[DATA FOR THIS TASK — start]

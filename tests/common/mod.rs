//! Deterministic collaborators shared by the integration tests.

#![allow(dead_code)]

use std::sync::atomic::{AtomicI64, AtomicUsize, Ordering};
use std::sync::Arc;

use docvault::config::Settings;
use docvault::crypto::{OsRandom, RandomSource};
use docvault::errors::{Result, VaultError};
use docvault::vault::{Clock, EventLog, MemoryStore, Vault};

pub const T0: i64 = 1_700_000_000_000;

/// A clock that only moves when told to.  Clones share the reading.
#[derive(Debug, Clone)]
pub struct ManualClock {
    now: Arc<AtomicI64>,
}

impl ManualClock {
    pub fn new(start_ms: i64) -> Self {
        Self {
            now: Arc::new(AtomicI64::new(start_ms)),
        }
    }

    pub fn advance_ms(&self, ms: i64) {
        self.now.fetch_add(ms, Ordering::SeqCst);
    }

    pub fn advance_secs(&self, secs: i64) {
        self.advance_ms(secs * 1000);
    }
}

impl Clock for ManualClock {
    fn now_ms(&self) -> i64 {
        self.now.load(Ordering::SeqCst)
    }
}

/// OS randomness that can be told to fail after a number of draws.
#[derive(Debug, Clone)]
pub struct FlakyRng {
    budget: Arc<AtomicUsize>,
}

impl FlakyRng {
    pub fn new() -> Self {
        Self {
            budget: Arc::new(AtomicUsize::new(usize::MAX)),
        }
    }

    /// Allow `draws` more successful fills, then fail every one after.
    pub fn fail_after(&self, draws: usize) {
        self.budget.store(draws, Ordering::SeqCst);
    }

    pub fn heal(&self) {
        self.budget.store(usize::MAX, Ordering::SeqCst);
    }
}

impl RandomSource for FlakyRng {
    fn fill(&mut self, dest: &mut [u8]) -> Result<()> {
        let left = self.budget.load(Ordering::SeqCst);
        if left == 0 {
            return Err(VaultError::RandomUnavailable("injected failure".into()));
        }
        if left != usize::MAX {
            self.budget.store(left - 1, Ordering::SeqCst);
        }
        OsRandom.fill(dest)
    }
}

/// A vault over an in-memory document with controllable time, randomness
/// and an event log.
pub struct Harness {
    pub vault: Vault<MemoryStore>,
    pub store: MemoryStore,
    pub clock: ManualClock,
    pub rng: FlakyRng,
    pub events: EventLog,
}

pub fn harness() -> Harness {
    harness_with(MemoryStore::new(), &Settings::default())
}

pub fn harness_with(store: MemoryStore, settings: &Settings) -> Harness {
    let clock = ManualClock::new(T0);
    let rng = FlakyRng::new();
    let events = EventLog::new();
    let vault = Vault::new(store.clone(), settings)
        .with_clock(clock.clone())
        .with_rng(rng.clone())
        .with_listener(events.clone());
    Harness {
        vault,
        store,
        clock,
        rng,
        events,
    }
}

/// A harness whose vault is initialized with `password` and unlocked.
pub fn unlocked(password: &str) -> Harness {
    let mut h = harness();
    h.vault.set_password(password).unwrap();
    h.events.take();
    h
}
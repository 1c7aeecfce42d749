//! Integration tests for the DocVault CLI.
//!
//! These tests exercise the binary end-to-end using `assert_cmd`.
//! Passwords are supplied through `DOCVAULT_PASSWORD` /
//! `DOCVAULT_NEW_PASSWORD` so nothing prompts.

use assert_cmd::Command;
use assert_fs::prelude::*;
use assert_fs::TempDir;
use predicates::prelude::*;

/// Helper: get a Command pointing at the docvault binary, running in `dir`
/// with `password` in the environment.
fn docvault(dir: &TempDir, password: &str) -> Command {
    #[allow(deprecated)]
    let mut cmd = Command::cargo_bin("docvault").expect("binary should exist");
    cmd.current_dir(dir.path())
        .env("DOCVAULT_PASSWORD", password)
        .env_remove("DOCVAULT_NEW_PASSWORD")
        .env_remove("DOCVAULT_LOG")
        .write_stdin("");
    cmd
}

/// A temp dir holding an initialized vault with one secret.
fn seeded() -> TempDir {
    let tmp = TempDir::new().unwrap();
    docvault(&tmp, "correct-horse").arg("init").assert().success();
    docvault(&tmp, "correct-horse")
        .args(["add", "github", "tok_abc123", "--username", "octocat"])
        .assert()
        .success();
    tmp
}

#[test]
fn help_flag_shows_usage() {
    #[allow(deprecated)]
    Command::cargo_bin("docvault")
        .unwrap()
        .arg("--help")
        .assert()
        .success()
        .stdout(predicate::str::contains("Passphrase-protected secret vault"))
        .stdout(predicate::str::contains("init"))
        .stdout(predicate::str::contains("add"))
        .stdout(predicate::str::contains("get"))
        .stdout(predicate::str::contains("change-password"))
        .stdout(predicate::str::contains("shell"));
}

#[test]
fn no_args_shows_help() {
    #[allow(deprecated)]
    Command::cargo_bin("docvault")
        .unwrap()
        .assert()
        .failure()
        .stderr(predicate::str::contains("Usage"));
}

#[test]
fn init_writes_document_in_default_location() {
    let tmp = TempDir::new().unwrap();
    docvault(&tmp, "correct-horse")
        .arg("init")
        .assert()
        .success()
        .stdout(predicate::str::contains("Vault created"));

    let doc = tmp.child(".docvault/vault.json");
    doc.assert(predicate::path::exists());
    doc.assert(predicate::str::contains("secrets-verification"));
    doc.assert(predicate::str::contains("\"3.0\""));
}

#[test]
fn init_refuses_to_overwrite_without_force() {
    let tmp = seeded();
    docvault(&tmp, "another-horse")
        .arg("init")
        .assert()
        .failure()
        .stderr(predicate::str::contains("--force"));

    docvault(&tmp, "another-horse")
        .args(["init", "--force"])
        .assert()
        .success();
    docvault(&tmp, "another-horse")
        .arg("list")
        .assert()
        .success()
        .stdout(predicate::str::contains("0 secret(s)"));
}

#[test]
fn init_rejects_short_password() {
    let tmp = TempDir::new().unwrap();
    docvault(&tmp, "short")
        .arg("init")
        .assert()
        .failure()
        .stderr(predicate::str::contains("at least 8"));
}

#[test]
fn add_then_get() {
    let tmp = seeded();
    docvault(&tmp, "correct-horse")
        .args(["get", "github"])
        .assert()
        .success()
        .stdout(predicate::str::contains("tok_abc123"));
    docvault(&tmp, "correct-horse")
        .args(["get", "github", "--field", "username"])
        .assert()
        .success()
        .stdout(predicate::str::contains("octocat"));

    let raw = std::fs::read_to_string(tmp.child(".docvault/vault.json").path()).unwrap();
    assert!(!raw.contains("tok_abc123"));
}

#[test]
fn piped_value_is_read_from_stdin() {
    let tmp = seeded();
    docvault(&tmp, "correct-horse")
        .args(["add", "aws"])
        .write_stdin("AKIA-from-stdin\n")
        .assert()
        .success();
    docvault(&tmp, "correct-horse")
        .args(["get", "aws"])
        .assert()
        .success()
        .stdout(predicate::str::contains("AKIA-from-stdin"));
}

#[test]
fn wrong_password_is_reported() {
    let tmp = seeded();
    docvault(&tmp, "wrong-horse")
        .args(["get", "github"])
        .assert()
        .failure()
        .stderr(predicate::str::contains("Invalid password"))
        .stdout(predicate::str::contains("tok_abc123").not());
}

#[test]
fn list_needs_no_password() {
    let tmp = seeded();
    docvault(&tmp, "")
        .arg("list")
        .assert()
        .success()
        .stdout(predicate::str::contains("github"));
}

#[test]
fn update_and_delete() {
    let tmp = seeded();
    docvault(&tmp, "correct-horse")
        .args(["update", "github", "tok_new"])
        .assert()
        .success();
    docvault(&tmp, "correct-horse")
        .args(["get", "github"])
        .assert()
        .success()
        .stdout(predicate::str::contains("tok_new"));

    docvault(&tmp, "correct-horse")
        .args(["delete", "github", "--force"])
        .assert()
        .success();
    docvault(&tmp, "correct-horse")
        .args(["get", "github"])
        .assert()
        .failure()
        .stderr(predicate::str::contains("not found"));
}

#[test]
fn duplicate_add_fails() {
    let tmp = seeded();
    docvault(&tmp, "correct-horse")
        .args(["add", "github", "again"])
        .assert()
        .failure()
        .stderr(predicate::str::contains("already exists"));
}

#[test]
fn change_password_rekeys() {
    let tmp = seeded();
    docvault(&tmp, "correct-horse")
        .arg("change-password")
        .env("DOCVAULT_NEW_PASSWORD", "new-pass-1")
        .assert()
        .success()
        .stdout(predicate::str::contains("1 secret(s) re-encrypted"));

    docvault(&tmp, "correct-horse")
        .args(["get", "github"])
        .assert()
        .failure();
    docvault(&tmp, "new-pass-1")
        .args(["get", "github"])
        .assert()
        .success()
        .stdout(predicate::str::contains("tok_abc123"));
}

#[test]
fn status_reports_format() {
    let tmp = TempDir::new().unwrap();
    docvault(&tmp, "")
        .arg("status")
        .assert()
        .success()
        .stdout(predicate::str::contains("No vault"));

    let tmp = seeded();
    docvault(&tmp, "")
        .arg("status")
        .assert()
        .success()
        .stdout(predicate::str::is_match(r"format:\s+3\.0").unwrap())
        .stdout(predicate::str::is_match(r"secrets:\s+1").unwrap());
}

#[test]
fn file_flag_selects_document() {
    let tmp = TempDir::new().unwrap();
    docvault(&tmp, "correct-horse")
        .args(["--file", "team.json", "init"])
        .assert()
        .success();
    tmp.child("team.json").assert(predicate::path::exists());
    tmp.child(".docvault/vault.json")
        .assert(predicate::path::missing());
}

#[test]
fn timed_get_still_prints_value() {
    let tmp = seeded();
    tmp.child(".docvault.toml")
        .write_str("auto_hide_seconds = 1\n")
        .unwrap();
    docvault(&tmp, "correct-horse")
        .args(["get", "github", "--timed"])
        .assert()
        .success()
        .stdout(predicate::str::contains("tok_abc123"))
        .stdout(predicate::str::contains("hidden after 1s"));
}

#[test]
fn bad_config_is_reported() {
    let tmp = TempDir::new().unwrap();
    tmp.child(".docvault.toml")
        .write_str("kdf_iterations = 10\n")
        .unwrap();
    docvault(&tmp, "correct-horse")
        .arg("init")
        .assert()
        .failure()
        .stderr(predicate::str::contains("kdf_iterations"));
}

#[test]
fn shell_keeps_session_across_lines() {
    let tmp = seeded();
    docvault(&tmp, "")
        .arg("shell")
        .write_stdin("get github\nunlock correct-horse\nget github\nadd aws AKIA 123\nexit\n")
        .assert()
        .success()
        .stderr(predicate::str::contains("locked"))
        .stdout(predicate::str::contains("tok_abc123"));

    docvault(&tmp, "correct-horse")
        .args(["get", "aws"])
        .assert()
        .success()
        .stdout(predicate::str::contains("AKIA 123"));
}

#[test]
fn shell_enforces_lockout() {
    let tmp = seeded();
    let script = "unlock bad-pass-1\n".repeat(5) + "unlock correct-horse\nexit\n";
    docvault(&tmp, "")
        .arg("shell")
        .write_stdin(script)
        .assert()
        .success()
        .stderr(predicate::str::contains("Too many attempts"));
}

[DATA FOR THIS TASK — finish]

> **WHAT IS NEEDED**
Everything from the line containing "h.vault.set_password(password).unwrap();" through the line containing "Passwords are supplied" in the material above should be retyped exactly, both ends included, and nothing more.

> **WRITTEN ANSWER**
    h.vault.set_password(password).unwrap();
    h.events.take();
    h
}
repository 1c7aeecfce42d749
//! Integration tests for the DocVault CLI.
//!
//! These tests exercise the binary end-to-end using `assert_cmd`.
//! Passwords are supplied through `DOCVAULT_PASSWORD` /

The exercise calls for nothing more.